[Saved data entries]
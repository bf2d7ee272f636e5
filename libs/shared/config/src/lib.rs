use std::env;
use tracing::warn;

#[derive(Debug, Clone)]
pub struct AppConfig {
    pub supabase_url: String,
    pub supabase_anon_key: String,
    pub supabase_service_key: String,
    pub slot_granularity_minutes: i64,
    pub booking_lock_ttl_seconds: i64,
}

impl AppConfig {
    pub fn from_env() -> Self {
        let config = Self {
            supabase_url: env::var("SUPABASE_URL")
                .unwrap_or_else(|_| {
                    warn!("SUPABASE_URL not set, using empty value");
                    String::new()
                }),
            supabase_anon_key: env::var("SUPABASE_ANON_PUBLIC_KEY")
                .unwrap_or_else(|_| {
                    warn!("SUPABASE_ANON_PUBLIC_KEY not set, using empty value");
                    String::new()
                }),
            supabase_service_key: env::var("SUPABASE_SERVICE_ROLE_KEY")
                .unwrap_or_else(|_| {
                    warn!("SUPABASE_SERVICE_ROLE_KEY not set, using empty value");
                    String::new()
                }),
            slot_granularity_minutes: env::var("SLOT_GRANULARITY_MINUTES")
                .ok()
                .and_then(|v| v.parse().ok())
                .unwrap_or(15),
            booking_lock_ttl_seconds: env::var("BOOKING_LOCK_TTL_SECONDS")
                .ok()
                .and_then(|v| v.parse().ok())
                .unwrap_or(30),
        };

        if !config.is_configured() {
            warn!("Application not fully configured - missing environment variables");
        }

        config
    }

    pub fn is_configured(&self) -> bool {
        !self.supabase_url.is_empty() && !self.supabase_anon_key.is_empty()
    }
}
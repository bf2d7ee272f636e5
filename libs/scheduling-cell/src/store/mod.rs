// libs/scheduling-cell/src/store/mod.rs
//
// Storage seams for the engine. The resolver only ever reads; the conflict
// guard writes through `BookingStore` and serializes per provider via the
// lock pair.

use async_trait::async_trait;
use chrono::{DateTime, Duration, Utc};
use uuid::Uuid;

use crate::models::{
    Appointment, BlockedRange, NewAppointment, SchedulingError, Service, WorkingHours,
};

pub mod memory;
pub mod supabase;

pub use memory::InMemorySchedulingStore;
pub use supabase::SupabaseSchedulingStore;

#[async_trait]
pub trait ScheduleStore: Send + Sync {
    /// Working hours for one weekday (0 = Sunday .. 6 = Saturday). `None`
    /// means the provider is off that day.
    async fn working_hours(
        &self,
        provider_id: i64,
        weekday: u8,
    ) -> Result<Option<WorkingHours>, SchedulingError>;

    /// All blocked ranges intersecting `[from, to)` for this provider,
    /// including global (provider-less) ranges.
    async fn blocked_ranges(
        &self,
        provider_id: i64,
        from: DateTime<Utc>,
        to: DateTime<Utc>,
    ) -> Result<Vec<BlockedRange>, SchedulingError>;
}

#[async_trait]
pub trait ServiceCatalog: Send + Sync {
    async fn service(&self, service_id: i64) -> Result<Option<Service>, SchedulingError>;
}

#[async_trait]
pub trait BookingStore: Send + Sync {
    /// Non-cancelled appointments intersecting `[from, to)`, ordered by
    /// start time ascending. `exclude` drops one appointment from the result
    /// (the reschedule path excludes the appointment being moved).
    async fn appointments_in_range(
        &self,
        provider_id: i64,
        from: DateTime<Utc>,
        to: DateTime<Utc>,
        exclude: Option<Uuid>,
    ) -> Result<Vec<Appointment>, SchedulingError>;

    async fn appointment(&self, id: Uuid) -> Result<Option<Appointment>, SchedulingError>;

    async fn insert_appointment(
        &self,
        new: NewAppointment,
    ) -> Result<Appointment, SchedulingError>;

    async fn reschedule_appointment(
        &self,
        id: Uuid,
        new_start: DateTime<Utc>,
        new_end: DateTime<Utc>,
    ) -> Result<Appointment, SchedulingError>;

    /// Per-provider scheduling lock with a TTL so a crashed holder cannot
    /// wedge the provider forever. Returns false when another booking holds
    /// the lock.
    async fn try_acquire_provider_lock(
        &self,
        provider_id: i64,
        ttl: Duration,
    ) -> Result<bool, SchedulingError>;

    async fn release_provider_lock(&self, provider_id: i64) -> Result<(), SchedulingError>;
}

__DIRECTIONS__
An exact copy of all the records is the only acceptable answer.

__OUTPUT OF THE EXERCISE__
repository bf2d7ee272f636e5
filename libs/shared/config/src/lib.rs
use std::env;
use tracing::warn;

#[derive(Debug, Clone)]
pub struct AppConfig {
    pub supabase_url: String,
    pub supabase_anon_key: String,
    pub supabase_service_key: String,
    pub slot_granularity_minutes: i64,
    pub booking_lock_ttl_seconds: i64,
}

impl AppConfig {
    pub fn from_env() -> Self {
        let config = Self {
            supabase_url: env::var("SUPABASE_URL")
                .unwrap_or_else(|_| {
                    warn!("SUPABASE_URL not set, using empty value");
                    String::new()
                }),
            supabase_anon_key: env::var("SUPABASE_ANON_PUBLIC_KEY")
                .unwrap_or_else(|_| {
                    warn!("SUPABASE_ANON_PUBLIC_KEY not set, using empty value");
                    String::new()
                }),
            supabase_service_key: env::var("SUPABASE_SERVICE_ROLE_KEY")
                .unwrap_or_else(|_| {
                    warn!("SUPABASE_SERVICE_ROLE_KEY not set, using empty value");
                    String::new()
                }),
            slot_granularity_minutes: env::var("SLOT_GRANULARITY_MINUTES")
                .ok()
                .and_then(|v| v.parse().ok())
                .unwrap_or(15),
            booking_lock_ttl_seconds: env::var("BOOKING_LOCK_TTL_SECONDS")
                .ok()
                .and_then(|v| v.parse().ok())
                .unwrap_or(30),
        };

        if !config.is_configured() {
            warn!("Application not fully configured - missing environment variables");
        }

        config
    }

    pub fn is_configured(&self) -> bool {
        !self.supabase_url.is_empty() && !self.supabase_anon_key.is_empty()
    }
}
repository bf2d7ee272f636e5
filename libs/scheduling-cell/src/store/mod.rs
// libs/scheduling-cell/src/store/mod.rs
//
// Storage seams for the engine. The resolver only ever reads; the conflict
// guard writes through `BookingStore` and serializes per provider via the
// lock pair.

use async_trait::async_trait;
use chrono::{DateTime, Duration, Utc};
use uuid::Uuid;

use crate::models::{
    Appointment, BlockedRange, NewAppointment, SchedulingError, Service, WorkingHours,
};

pub mod memory;
pub mod supabase;

pub use memory::InMemorySchedulingStore;
pub use supabase::SupabaseSchedulingStore;

#[async_trait]
pub trait ScheduleStore: Send + Sync {
    /// Working hours for one weekday (0 = Sunday .. 6 = Saturday). `None`
    /// means the provider is off that day.
    async fn working_hours(
        &self,
        provider_id: i64,
        weekday: u8,
    ) -> Result<Option<WorkingHours>, SchedulingError>;

    /// All blocked ranges intersecting `[from, to)` for this provider,
    /// including global (provider-less) ranges.
    async fn blocked_ranges(
        &self,
        provider_id: i64,
        from: DateTime<Utc>,
        to: DateTime<Utc>,
    ) -> Result<Vec<BlockedRange>, SchedulingError>;
}

#[async_trait]
pub trait ServiceCatalog: Send + Sync {
    async fn service(&self, service_id: i64) -> Result<Option<Service>, SchedulingError>;
}

#[async_trait]
pub trait BookingStore: Send + Sync {
    /// Non-cancelled appointments intersecting `[from, to)`, ordered by
    /// start time ascending. `exclude` drops one appointment from the result
    /// (the reschedule path excludes the appointment being moved).
    async fn appointments_in_range(
        &self,
        provider_id: i64,
        from: DateTime<Utc>,
        to: DateTime<Utc>,
        exclude: Option<Uuid>,
    ) -> Result<Vec<Appointment>, SchedulingError>;

    async fn appointment(&self, id: Uuid) -> Result<Option<Appointment>, SchedulingError>;

    async fn insert_appointment(
        &self,
        new: NewAppointment,
    ) -> Result<Appointment, SchedulingError>;

    async fn reschedule_appointment(
        &self,
        id: Uuid,
        new_start: DateTime<Utc>,
        new_end: DateTime<Utc>,
    ) -> Result<Appointment, SchedulingError>;

    /// Per-provider scheduling lock with a TTL so a crashed holder cannot
    /// wedge the provider forever. Returns false when another booking holds
    /// the lock.
    async fn try_acquire_provider_lock(
        &self,
        provider_id: i64,
        ttl: Duration,
    ) -> Result<bool, SchedulingError>;

    async fn release_provider_lock(&self, provider_id: i64) -> Result<(), SchedulingError>;
}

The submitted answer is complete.